§ PROBLEM DETAILS: Below are some records; state how many of their lines contain the word "ChangesetLoadFailed", and add nothing.

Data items

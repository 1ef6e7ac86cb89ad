//! Change Log (Staged Changeset Store)
//!
//! Durable storage for changesets: one JSON record per changeset under the
//! model's `changesets/` directory, plus a small pointer record naming the
//! active changeset. Every read-modify-write runs under a [`FileLock`] on the
//! record being changed, so concurrent CLI invocations cannot interleave
//! writes to the same changeset.

use std::path::{Path, PathBuf};

use chrono::{DateTime, Utc};
use log::{debug, info, warn};
use serde::{Deserialize, Serialize};
use uuid::Uuid;
use walkdir::WalkDir;

use crate::error::{ArchError, Result};
use crate::lock::{FileLock, LockOptions};
use crate::model::Model;
use crate::staging::changeset::{Change, Changeset, ChangesetStats, ChangesetStatus};
use crate::storage;

/// File name of the active changeset pointer.
pub const ACTIVE_POINTER_FILE: &str = "active.json";

/// Reserved: would collide with the pointer record.
const RESERVED_ID: &str = "active";

/// Contents of the active changeset pointer.
#[derive(Debug, Clone, PartialEq, Eq, Serialize, Deserialize)]
#[serde(rename_all = "camelCase")]
pub struct ActivePointer {
    pub changeset_id: String,
    pub activated_at: DateTime<Utc>,
}

/// Persistent store of changesets for one model.
#[derive(Debug, Clone)]
pub struct ChangesetStore {
    dir: PathBuf,
    lock_options: LockOptions,
}

impl ChangesetStore {
    /// A store rooted at `dir` (usually `<model>/changesets`).
    pub fn new(dir: impl Into<PathBuf>) -> Self {
        Self {
            dir: dir.into(),
            lock_options: LockOptions::default(),
        }
    }

    /// The store belonging to `model`.
    pub fn for_model(model: &Model) -> Self {
        Self::new(model.changesets_dir())
    }

    pub fn with_lock_options(mut self, lock_options: LockOptions) -> Self {
        self.lock_options = lock_options;
        self
    }

    pub fn dir(&self) -> &Path {
        &self.dir
    }

    pub fn lock_options(&self) -> &LockOptions {
        &self.lock_options
    }

    /// A fresh random changeset id.
    pub fn generate_id() -> String {
        Uuid::new_v4().to_string()
    }

    /// Path of a changeset's record.
    pub fn changeset_path(&self, id: &str) -> PathBuf {
        self.dir.join(format!("{}.json", id))
    }

    fn active_pointer_path(&self) -> PathBuf {
        self.dir.join(ACTIVE_POINTER_FILE)
    }

    /// Create and persist a new `draft` changeset.
    ///
    /// # Errors
    /// `ArchError::ChangesetExists` if a changeset with `id` is already stored.
    pub fn create(
        &self,
        id: &str,
        name: &str,
        description: Option<String>,
        base_snapshot: &str,
    ) -> Result<Changeset> {
        validate_id(id)?;
        let path = self.changeset_path(id);

        self.locked(&path, || {
            if path.exists() {
                return Err(ArchError::ChangesetExists { id: id.to_string() });
            }
            let changeset = Changeset::new(id, name, description, base_snapshot);
            storage::write_json_atomic(&path, &changeset)?;
            info!("Created changeset '{}' ({})", name, id);
            Ok(changeset)
        })
    }

    pub fn exists(&self, id: &str) -> Result<bool> {
        validate_id(id)?;
        Ok(self.changeset_path(id).exists())
    }

    /// Load a changeset. A missing changeset is `Ok(None)`, not an error.
    ///
    /// # Errors
    /// `ArchError::ChangesetLoadFailed` if the record exists but cannot be parsed.
    pub fn load(&self, id: &str) -> Result<Option<Changeset>> {
        validate_id(id)?;
        let path = self.changeset_path(id);
        match storage::read_json_opt::<Changeset>(&path)? {
            None => Ok(None),
            Some(parsed) => parsed
                .map(Some)
                .map_err(|e| ArchError::ChangesetLoadFailed {
                    id: id.to_string(),
                    path,
                    source: e,
                }),
        }
    }

    /// Load a changeset, turning a miss into `ArchError::ChangesetNotFound`.
    pub fn require(&self, id: &str) -> Result<Changeset> {
        self.load(id)?
            .ok_or_else(|| ArchError::ChangesetNotFound { id: id.to_string() })
    }

    /// Append `change` with the next sequence number. Returns the stored entry.
    ///
    /// Not idempotent: submitting the same change twice appends it twice.
    pub fn add_change(&self, id: &str, change: Change) -> Result<Change> {
        self.append_with(id, |_| Ok(change))
    }

    /// Build a change from the current record and append it, all under the
    /// changeset lock. An error from `build` leaves the record unchanged.
    pub fn append_with<F>(&self, id: &str, build: F) -> Result<Change>
    where
        F: FnOnce(&Changeset) -> Result<Change>,
    {
        validate_id(id)?;
        let path = self.changeset_path(id);

        self.locked(&path, || {
            let mut changeset = self.require(id)?;
            let change = build(&changeset)?;
            let stored = changeset.push_change(change).clone();
            changeset.modified = Utc::now();
            storage::write_json_atomic(&path, &changeset)?;
            debug!(
                "Staged {} of '{}' in {} as #{} of changeset {}",
                stored.kind(),
                stored.element_id,
                stored.layer_name,
                stored.sequence_number,
                id
            );
            Ok(stored)
        })
    }

    /// Remove every change for `element_id` and resequence the rest to `0..n-1`.
    ///
    /// Returns the removed entries (empty if the element had no changes).
    pub fn unstage(&self, id: &str, element_id: &str) -> Result<Vec<Change>> {
        validate_id(id)?;
        let path = self.changeset_path(id);

        self.locked(&path, || {
            let mut changeset = self.require(id)?;
            let (removed, kept): (Vec<Change>, Vec<Change>) = changeset
                .changes
                .drain(..)
                .partition(|c| c.element_id == element_id);

            changeset.changes = kept;
            changeset.resequence();
            changeset.modified = Utc::now();
            storage::write_json_atomic(&path, &changeset)?;

            info!(
                "Unstaged {} change(s) for '{}' from changeset {}",
                removed.len(),
                element_id,
                id
            );
            Ok(removed)
        })
    }

    /// Overwrite the persisted form of an in-memory changeset.
    ///
    /// Stats are recounted from `changes`; sequence numbers are kept as given.
    pub fn save(&self, changeset: &mut Changeset) -> Result<()> {
        validate_id(&changeset.id)?;
        let path = self.changeset_path(&changeset.id);

        changeset.stats = ChangesetStats::from_changes(&changeset.changes);
        changeset.modified = Utc::now();

        let snapshot = &*changeset;
        self.locked(&path, || storage::write_json_atomic(&path, snapshot))
    }

    /// Change a changeset's status and persist it.
    pub fn set_status(&self, id: &str, status: ChangesetStatus) -> Result<Changeset> {
        validate_id(id)?;
        let path = self.changeset_path(id);

        self.locked(&path, || {
            let mut changeset = self.require(id)?;
            changeset.status = status;
            changeset.modified = Utc::now();
            storage::write_json_atomic(&path, &changeset)?;
            Ok(changeset)
        })
    }

    /// Every stored changeset, oldest first. Unreadable records are skipped.
    pub fn list(&self) -> Result<Vec<Changeset>> {
        if !self.dir.exists() {
            return Ok(Vec::new());
        }

        let mut changesets = Vec::new();
        for entry in WalkDir::new(&self.dir)
            .min_depth(1)
            .max_depth(1)
            .into_iter()
            .filter_map(|e| e.ok())
        {
            let id = match entry
                .file_name()
                .to_str()
                .and_then(|name| name.strip_suffix(".json"))
            {
                Some(id) if id != RESERVED_ID && validate_id(id).is_ok() => id.to_string(),
                _ => continue,
            };

            match self.load(&id) {
                Ok(Some(changeset)) => changesets.push(changeset),
                Ok(None) => {}
                Err(e) => warn!("Skipping changeset {}: {}", id, e),
            }
        }

        changesets.sort_by(|a, b| a.created.cmp(&b.created).then_with(|| a.id.cmp(&b.id)));
        Ok(changesets)
    }

    /// Delete a changeset record. Returns whether it existed.
    pub fn delete(&self, id: &str) -> Result<bool> {
        validate_id(id)?;
        let path = self.changeset_path(id);
        let removed = self.locked(&path, || storage::remove_if_exists(&path))?;
        if removed {
            info!("Deleted changeset {}", id);
        }
        Ok(removed)
    }

    /// Id recorded in the active pointer, if any.
    pub fn active_id(&self) -> Result<Option<String>> {
        let path = self.active_pointer_path();
        match storage::read_json_opt::<ActivePointer>(&path)? {
            None => Ok(None),
            Some(Ok(pointer)) => Ok(Some(pointer.changeset_id)),
            Some(Err(e)) => {
                warn!("Ignoring unreadable active changeset pointer: {}", e);
                Ok(None)
            }
        }
    }

    /// The active changeset. A pointer to a deleted changeset reads as none.
    pub fn get_active(&self) -> Result<Option<Changeset>> {
        let id = match self.active_id()? {
            Some(id) => id,
            None => return Ok(None),
        };
        let changeset = self.load(&id)?;
        if changeset.is_none() {
            warn!("Active changeset '{}' no longer exists", id);
        }
        Ok(changeset)
    }

    /// Point the active pointer at an existing changeset.
    pub fn set_active(&self, id: &str) -> Result<()> {
        if !self.exists(id)? {
            return Err(ArchError::ChangesetNotFound { id: id.to_string() });
        }
        let pointer = ActivePointer {
            changeset_id: id.to_string(),
            activated_at: Utc::now(),
        };
        let path = self.active_pointer_path();
        self.locked(&path, || storage::write_json_atomic(&path, &pointer))?;
        info!("Active changeset is now {}", id);
        Ok(())
    }

    /// Remove the active pointer. Returns whether one was set.
    pub fn clear_active(&self) -> Result<bool> {
        let path = self.active_pointer_path();
        self.locked(&path, || storage::remove_if_exists(&path))
    }

    /// Mark a changeset `staged` and make it the active one.
    pub fn stage(&self, id: &str) -> Result<Changeset> {
        let current = self.require(id)?;
        if matches!(
            current.status,
            ChangesetStatus::Applied | ChangesetStatus::Reverted
        ) {
            return Err(ArchError::InvalidChangesetStatus {
                id: id.to_string(),
                status: current.status.to_string(),
                expected: "draft or staged".to_string(),
            });
        }

        let changeset = self.set_status(id, ChangesetStatus::Staged)?;
        self.set_active(id)?;
        Ok(changeset)
    }

    fn locked<T, F>(&self, resource: &Path, f: F) -> Result<T>
    where
        F: FnOnce() -> Result<T>,
    {
        FileLock::new(resource).with_lock(&self.lock_options, f)
    }
}

/// Changeset ids become file names: `[A-Za-z0-9._-]`, not starting with `.`.
fn validate_id(id: &str) -> Result<()> {
    let valid = !id.is_empty()
        && id != RESERVED_ID
        && !id.starts_with('.')
        && id
            .chars()
            .all(|c| c.is_ascii_alphanumeric() || matches!(c, '-' | '_' | '.'));

    if valid {
        Ok(())
    } else {
        Err(ArchError::InvalidChangesetId { id: id.to_string() })
    }
}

§ RESPONSE BELOW: 2